[Record extracts Boundary: Start]

//! Merge learning without vocabulary output.

use crate::io::ModelSaver;
use jointbpe_core::{BpeError, Result};
use jointbpe_training::{with_workers, BpeTrainer, TrainingConfig, TrainingOutput, WordCounts};
use log::info;
use rayon::prelude::*;
use serde::{Deserialize, Serialize};
use std::path::PathBuf;

/// Configuration of a plain learning run.
#[derive(Debug, Clone, Default, PartialEq, Eq, Serialize, Deserialize)]
#[serde(default)]
pub struct LearnConfig {
    pub inputs: Vec<PathBuf>,
    pub codes: PathBuf,
    pub training: TrainingConfig,
    /// Inputs are `word frequency` dictionaries instead of raw text
    pub is_dict: bool,
    pub workers: usize,
}

impl LearnConfig {
    pub fn validate(&self) -> Result<()> {
        if self.inputs.is_empty() {
            return Err(BpeError::InvalidConfig(
                "at least one input file is required".to_string(),
            ));
        }
        if self.codes.as_os_str().is_empty() {
            return Err(BpeError::InvalidConfig(
                "an output codes file is required".to_string(),
            ));
        }
        self.training.validate()
    }
}

/// Learn merges on the combined inputs and write the codes file.
pub fn learn(config: &LearnConfig) -> Result<TrainingOutput> {
    config.validate()?;

    let output = with_workers(config.workers, || -> Result<TrainingOutput> {
        let corpora = config
            .inputs
            .par_iter()
            .map(|path| WordCounts::from_file(path, config.is_dict, 0))
            .collect::<Result<Vec<_>>>()?;

        let mut combined = WordCounts::new();
        for corpus in corpora {
            combined.merge(corpus);
        }
        info!(
            "{} distinct words, {} occurrences",
            combined.len(),
            combined.total_occurrences()
        );

        BpeTrainer::new(config.training.clone()).train(&combined)
    })??;

    ModelSaver::save_merges(&config.codes, &output.merges)?;
    info!(
        "wrote {} merges to {}",
        output.merges.len(),
        config.codes.display()
    );
    Ok(output)
}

[Record extracts Boundary: End]

▶ [What is being asked]:
List every line in the records above that contains the word "merges".

▶ [Exercise solution]:
/// Learn merges on the combined inputs and write the codes file.
    ModelSaver::save_merges(&config.codes, &output.merges)?;
        "wrote {} merges to {}",
        output.merges.len(),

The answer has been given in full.